Collected data entries:

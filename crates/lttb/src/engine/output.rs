//! Output types for downsampling runs.
//!
//! ## Purpose
//!
//! This module defines [`DownsampleResult`], which bundles the downsampled
//! series with the indices it was drawn from and run metadata.
//!
//! ## Invariants
//!
//! * `points[k] == input[indices[k]]` for every `k`.
//! * `indices` is strictly increasing.
//!
//! ## Non-goals
//!
//! * This module does not perform calculations; it only stores results.
//! * This module does not provide serialization/deserialization logic.

// Feature-gated imports
#[cfg(not(feature = "std"))]
use alloc::vec::Vec;
#[cfg(feature = "std")]
use std::vec::Vec;

// External dependencies
use core::fmt::{Debug, Display, Formatter, Result};
use num_traits::Float;

// Internal dependencies
use crate::algorithms::dynamic::Refinement;
use crate::engine::executor::Method;
use crate::primitives::point::Point;

// ============================================================================
// Result Structure
// ============================================================================

/// Downsampled series and run metadata.
#[derive(Debug, Clone, PartialEq)]
pub struct DownsampleResult<T> {
    /// Selected points, in input order.
    pub points: Vec<Point<T>>,

    /// Input index of each selected point.
    pub indices: Vec<usize>,

    /// Algorithm that produced the result.
    pub method: Method,

    /// Requested number of output points.
    pub threshold: usize,

    /// Number of input points.
    pub input_len: usize,

    /// Bucket refinement summary (LTD only).
    pub refinement: Option<Refinement>,
}

impl<T: Float> DownsampleResult<T> {
    /// Whether the input was returned unchanged.
    pub fn is_identity(&self) -> bool {
        self.points.len() == self.input_len
    }

    /// Number of refinement rounds performed, if refinement ran.
    pub fn iterations_used(&self) -> Option<usize> {
        self.refinement.map(|r| r.rounds)
    }

    /// Fraction of input points kept.
    pub fn retention(&self) -> T {
        if self.input_len == 0 {
            return T::one();
        }
        let kept = T::from(self.points.len()).unwrap_or_else(T::zero);
        let total = T::from(self.input_len).unwrap_or_else(T::one);
        kept / total
    }

    /// Consume the result, keeping only the points.
    pub fn into_points(self) -> Vec<Point<T>> {
        self.points
    }
}

// ============================================================================
// Display Implementation
// ============================================================================

impl<T: Float + Display + Debug> Display for DownsampleResult<T> {
    fn fmt(&self, f: &mut Formatter<'_>) -> Result {
        writeln!(f, "Summary:")?;
        writeln!(f, "  Method:      {}", self.method)?;
        writeln!(f, "  Input:       {} points", self.input_len)?;
        writeln!(f, "  Threshold:   {}", self.threshold)?;
        writeln!(f, "  Output:      {} points", self.points.len())?;

        if let Some(refinement) = &self.refinement {
            writeln!(
                f,
                "  Refinement:  {} of {} rounds ({:?})",
                refinement.rounds, refinement.budget, refinement.stop_reason
            )?;
        }
        writeln!(f)?;

        writeln!(f, "Downsampled Data:")?;
        writeln!(f, "{:>8} {:>20} {:>14}", "Index", "Timestamp", "Value")?;
        writeln!(f, "{:-<width$}", "", width = 44)?;

        // Show first 10 and last 10 rows if more than 20 points
        let n = self.points.len();
        let rows: Vec<usize> = if n <= 20 {
            (0..n).collect()
        } else {
            (0..10).chain(n - 10..n).collect()
        };

        let mut prev_row = 0;
        for (i, &row) in rows.iter().enumerate() {
            if i > 0 && row != prev_row + 1 {
                writeln!(f, "{:>8}", "...")?;
            }
            prev_row = row;

            let p = &self.points[row];
            writeln!(
                f,
                "{:>8} {:>20} {:>14.6}",
                self.indices[row], p.timestamp, p.value
            )?;
        }

        Ok(())
    }
}
//! Time-series point type.
//!
//! A point pairs an integer timestamp with a floating-point value. Points are
//! plain `Copy` values: the algorithms select points from the caller's slice
//! or synthesize transient ones (bucket averages), never mutate them.

// External dependencies
use num_traits::Float;

/// A single sample of a time series.
#[derive(Debug, Clone, Copy, PartialEq, Default)]
pub struct Point<T> {
    /// Sample time, non-decreasing across a series.
    pub timestamp: u64,

    /// Sample value.
    pub value: T,
}

impl<T: Float> Point<T> {
    /// Create a point from a timestamp and a value.
    #[inline]
    pub fn new(timestamp: u64, value: T) -> Self {
        Self { timestamp, value }
    }
}

impl<T: Float> From<(u64, T)> for Point<T> {
    #[inline]
    fn from((timestamp, value): (u64, T)) -> Self {
        Self::new(timestamp, value)
    }
}
//! Layer 1: Primitives
//!
//! # Purpose
//!
//! This layer provides the data types shared by every other layer: the
//! time-series point, index-range buckets, and the error type. It has zero
//! internal dependencies within the crate.
//!
//! # Architecture
//!
//! ```text
//! Layer 5: API
//!   ↓
//! Layer 4: Engine
//!   ↓
//! Layer 3: Algorithms
//!   ↓
//! Layer 2: Math
//!   ↓
//! Layer 1: Primitives ← You are here
//! ```

/// Time-series point type.
pub mod point;

/// Index-range buckets and bucket layouts.
pub mod bucket;

/// Shared error types.
pub mod errors;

### Exercise aim
Show the lines from the data above that contain the string "Copy".

### Exercise solution
//! plain `Copy` values: the algorithms select points from the caller's slice
#[derive(Debug, Clone, Copy, PartialEq, Default)]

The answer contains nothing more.